During World War II, many skilled plant workers found themselves under occupation: they were neither mobilized into the Red Army nor evacuated. The Nazis viewed these people as potential partisans. Abandoned industrial objects became sites of mass executions. In the winter of 1942, hundreds of local Jews were shot at the Shostka film factory. On July 19, 1942, the SD Sonderkommando shot 215 “activists” from the Shostka city and district in the backyard of the Shostka Technical College. At the same time, invaders exported nearly 8,000 young people from the region to work in the Reich where the most of them labored at German powder companies.

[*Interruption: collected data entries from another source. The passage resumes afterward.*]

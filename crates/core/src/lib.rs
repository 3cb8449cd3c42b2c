//! Core business logic for Merchcoin.
//!
//! This crate contains pure business logic with ZERO web or database dependencies.
//! Storage adapters feed it account snapshots; it decides whether a transfer
//! or redemption may proceed and what the balances become.
//!
//! # Modules
//!
//! - `ledger` - Coin transfers, redemptions, and their error taxonomy
//! - `auth` - Credential checks and password hashing

pub mod auth;
pub mod ledger;
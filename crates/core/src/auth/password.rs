//! Password hashing with Argon2id.

use argon2::{
    Argon2, PasswordHash,
    password_hash::{PasswordHasher, PasswordVerifier, SaltString, rand_core::OsRng},
};
use thiserror::Error;

/// Errors that can occur during password operations.
#[derive(Debug, Error)]
pub enum PasswordError {
    /// Failed to hash password.
    #[error("failed to hash password: {0}")]
    HashError(String),

    /// Stored hash is not a PHC string.
    #[error("invalid password hash format")]
    InvalidHash,

    /// Verification failed for a reason other than a mismatch.
    #[error("failed to verify password: {0}")]
    VerifyError(String),
}

/// Hashes a password into a PHC string with a fresh random salt.
///
/// # Errors
///
/// Returns `PasswordError::HashError` if hashing fails.
///
/// # Example
///
/// ```
/// use merchcoin_core::auth::hash_password;
///
/// let hash = hash_password("hunter2").unwrap();
/// assert!(hash.starts_with("$argon2id$"));
/// ```
pub fn hash_password(password: &str) -> Result<String, PasswordError> {
    let salt = SaltString::generate(&mut OsRng);

    Argon2::default()
        .hash_password(password.as_bytes(), &salt)
        .map(|hash| hash.to_string())
        .map_err(|e| PasswordError::HashError(e.to_string()))
}

/// Verifies a password against a stored PHC hash.
///
/// Returns `Ok(false)` on a plain mismatch.
///
/// # Errors
///
/// Returns `PasswordError::InvalidHash` if `hash` cannot be parsed.
pub fn verify_password(password: &str, hash: &str) -> Result<bool, PasswordError> {
    let parsed = PasswordHash::new(hash).map_err(|_| PasswordError::InvalidHash)?;

    match Argon2::default().verify_password(password.as_bytes(), &parsed) {
        Ok(()) => Ok(true),
        Err(argon2::password_hash::Error::Password) => Ok(false),
        Err(e) => Err(PasswordError::VerifyError(e.to_string())),
    }
}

In the postwar period, Shostka became a powerful industrial center. The film factory became the giant Svema production association. Along with the Star and Impulse military factories, a chemical reagent plant and other enterprises were built here. In 1989, the population of Shostka reached over 90,000 inhabitants.
The changing economic situation in the world and the technological revolution that coincided with the collapse of the Soviet Union had a profound effect on the life of the city. Nowadays, instead of industrial giants, the city is surrounded by ruins of plants and unfinished industrial structures. Shostka residents learn to live without the traditional “guardianship” and control of these enterprises over every aspect of their daily life. They are gradually learning self-organization and democracy.